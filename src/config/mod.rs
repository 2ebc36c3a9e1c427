pub mod settings;

pub use settings::*;
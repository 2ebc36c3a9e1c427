use serde::{Deserialize, Serialize};

use crate::error::{HarnessError, HarnessResult};

const LEVELS: [&str; 5] = ["trace", "debug", "info", "warn", "error"];

/// Формат вывода событий.
#[derive(Debug, Default, Clone, Copy, Deserialize, Serialize, PartialEq, Eq)]
#[serde(rename_all = "lowercase")]
pub enum LogFormat {
    Pretty,
    #[default]
    Compact,
    Json,
}

/// Конфигурация логирования.
///
/// События пишутся в stderr, чтобы не смешиваться с отчётом на stdout.
#[derive(Debug, Clone, Deserialize, Serialize, PartialEq, Eq)]
#[serde(default)]
pub struct LoggingConfig {
    /// Уровень для целей `seglist*` (trace/debug/info/warn/error)
    pub level: String,
    /// Формат вывода
    pub format: LogFormat,
    /// ANSI-цвета
    pub with_ansi: bool,
    /// Печатать target события
    pub with_target: bool,
}

impl Default for LoggingConfig {
    fn default() -> Self {
        Self {
            level: "info".to_string(),
            format: LogFormat::default(),
            with_ansi: true,
            with_target: false,
        }
    }
}

impl LoggingConfig {
    pub fn validate(&self) -> HarnessResult<()> {
        if !LEVELS.contains(&self.level.as_str()) {
            return Err(HarnessError::InvalidSetting {
                name: "logging.level",
                reason: format!("unknown level '{}'", self.level),
            });
        }
        Ok(())
    }

    /// Директива фильтра: сторонние крейты на warn, наши цели на `level`.
    pub fn build_filter_directive(&self) -> String {
        format!(
            "warn,seglist={level},seglist_bench={level}",
            level = self.level
        )
    }
}
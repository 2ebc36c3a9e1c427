/// Benchmark settings loading.
pub mod config;
/// Error types of the harness; list errors live in `seglist-error`.
pub mod error;
/// Cross-checking and timing harnesses over a common list contract.
pub mod harness;
/// The segmented list itself.
pub mod list;
/// Logging setup (formats, filters).
pub mod logging;

// -----------------------------------------------------------------------------
//  Frequently used public types
// -----------------------------------------------------------------------------

/// Harness configuration.
pub use crate::config::HarnessSettings;
/// Error and result types.
pub use error::{HarnessError, HarnessResult, ListError, ListResult, SegResult, StackError, StatusCode};
/// Harness API.
pub use harness::{BenchReport, ListOps, TimingHarness};
/// Segmented list, its iterators and diagnostics.
pub use list::{
    IntoIter, Iter, IterMut, SegmentStatistics, SegmentedList, ValidationError, DEFAULT_FRAGMENT,
};
/// Logging.
pub use logging::{init_logging, LogFormat, LoggingConfig};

▶ [Try it]
The output should be exactly the lines above from the line containing "pub enum LogFormat" to the line containing "and result types.", inclusive, with no other lines.

▶ [Task solution]
pub enum LogFormat {
    Pretty,
    #[default]
    Compact,
    Json,
}

/// Конфигурация логирования.
///
/// События пишутся в stderr, чтобы не смешиваться с отчётом на stdout.
#[derive(Debug, Clone, Deserialize, Serialize, PartialEq, Eq)]
#[serde(default)]
pub struct LoggingConfig {
    /// Уровень для целей `seglist*` (trace/debug/info/warn/error)
    pub level: String,
    /// Формат вывода
    pub format: LogFormat,
    /// ANSI-цвета
    pub with_ansi: bool,
    /// Печатать target события
    pub with_target: bool,
}

impl Default for LoggingConfig {
    fn default() -> Self {
        Self {
            level: "info".to_string(),
            format: LogFormat::default(),
            with_ansi: true,
            with_target: false,
        }
    }
}

impl LoggingConfig {
    pub fn validate(&self) -> HarnessResult<()> {
        if !LEVELS.contains(&self.level.as_str()) {
            return Err(HarnessError::InvalidSetting {
                name: "logging.level",
                reason: format!("unknown level '{}'", self.level),
            });
        }
        Ok(())
    }

    /// Директива фильтра: сторонние крейты на warn, наши цели на `level`.
    pub fn build_filter_directive(&self) -> String {
        format!(
            "warn,seglist={level},seglist_bench={level}",
            level = self.level
        )
    }
}
repository 2ebc36c3a9e1c427
/// Benchmark settings loading.
pub mod config;
/// Error types of the harness; list errors live in `seglist-error`.
pub mod error;
/// Cross-checking and timing harnesses over a common list contract.
pub mod harness;
/// The segmented list itself.
pub mod list;
/// Logging setup (formats, filters).
pub mod logging;

// -----------------------------------------------------------------------------
//  Frequently used public types
// -----------------------------------------------------------------------------

/// Harness configuration.
pub use crate::config::HarnessSettings;
/// Error and result types.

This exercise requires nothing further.